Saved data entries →
=====

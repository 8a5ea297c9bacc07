/*! Traits and helpers for binary (de)serialization of tox packets.

Parsing is done with [nom](https://docs.rs/nom) function combinators and
serialization with [cookie-factory](https://docs.rs/cookie-factory) generators.
*/

#![forbid(unsafe_code)]

#[macro_use]
extern crate cookie_factory;

use std::convert::TryInto;
use std::net::{IpAddr, Ipv4Addr, Ipv6Addr};

pub use nom::IResult;
pub use cookie_factory::GenError;

use nom::bytes::complete::take;
use nom::combinator::map_opt;

#[cfg(feature = "crypto")]
mod crypto;

/// The trait provides method to deserialize struct from raw bytes
pub trait FromBytes: Sized {
    /// Deserialize struct using `nom` from raw bytes
    fn from_bytes(i: &[u8]) -> IResult<&[u8], Self>;
}

/// The trait provides method to serialize struct into raw bytes
pub trait ToBytes: Sized {
    /// Serialize struct into raw bytes using `cookie_factory`
    fn to_bytes<'a>(&self, buf: (&'a mut [u8], usize)) -> Result<(&'a mut [u8], usize), GenError>;
}

impl<const N: usize> FromBytes for [u8; N] {
    fn from_bytes(input: &[u8]) -> IResult<&[u8], Self> {
        map_opt(take(N), |bytes: &[u8]| bytes.try_into().ok())(input)
    }
}

impl FromBytes for Ipv4Addr {
    fn from_bytes(input: &[u8]) -> IResult<&[u8], Self> {
        let (input, octets) = <[u8; 4]>::from_bytes(input)?;
        Ok((input, Ipv4Addr::from(octets)))
    }
}

impl FromBytes for Ipv6Addr {
    fn from_bytes(input: &[u8]) -> IResult<&[u8], Self> {
        let (input, octets) = <[u8; 16]>::from_bytes(input)?;
        Ok((input, Ipv6Addr::from(octets)))
    }
}

impl ToBytes for IpAddr {
    fn to_bytes<'a>(&self, buf: (&'a mut [u8], usize)) -> Result<(&'a mut [u8], usize), GenError> {
        match *self {
            IpAddr::V4(ref v4) => gen_slice!(buf, &v4.octets()),
            IpAddr::V6(ref v6) => gen_slice!(buf, &v6.octets()),
        }
    }
}

/// Generator that always fails with the given custom error code.
pub fn gen_error(_buf: (&mut [u8], usize), error: u32) -> Result<(&mut [u8], usize), GenError> {
    Err(GenError::CustomError(error))
}

/// Generator that fails if the number of bytes written so far exceeds `limit`.
///
/// Put it at the end of a `do_gen!` chain to enforce the maximum size of a
/// packet.
pub fn gen_len_limit(buf: (&mut [u8], usize), limit: usize) -> Result<(&mut [u8], usize), GenError> {
    if buf.1 <= limit {
        Ok(buf)
    } else {
        Err(GenError::BufferTooSmall(buf.1))
    }
}

/// Generate a test that serializes the value, parses it back and checks that
/// nothing is left over and both values are equal.
#[macro_export]
macro_rules! encode_decode_test (
    ($test:ident, $value:expr) => (
        #[test]
        fn $test() {
            use $crate::{FromBytes, ToBytes};

            let value = $value;
            let mut buf = [0; 1024 * 1024];
            let (_, size) = value.to_bytes((&mut buf, 0)).unwrap();
            assert!(size <= 1024 * 1024);
            let (rest, decoded_value) = FromBytes::from_bytes(&buf[..size]).unwrap();
            // this helps compiler to infer type of decoded_value
            // i.e. it means that decoded_value has the same type as value
            fn infer<T>(_: &T, _: &T) { }
            infer(&decoded_value, &value);
            assert!(rest.is_empty());
            assert_eq!(decoded_value, value);
        }
    )
);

=====

EXERCISE INSTRUCTIONS → Search the entries for the string "usize" and collect each line that has it.

SOLUTION TO THIS TASK →
    fn to_bytes<'a>(&self, buf: (&'a mut [u8], usize)) -> Result<(&'a mut [u8], usize), GenError>;
impl<const N: usize> FromBytes for [u8; N] {
    fn to_bytes<'a>(&self, buf: (&'a mut [u8], usize)) -> Result<(&'a mut [u8], usize), GenError> {
pub fn gen_error(_buf: (&mut [u8], usize), error: u32) -> Result<(&mut [u8], usize), GenError> {
pub fn gen_len_limit(buf: (&mut [u8], usize), limit: usize) -> Result<(&mut [u8], usize), GenError> {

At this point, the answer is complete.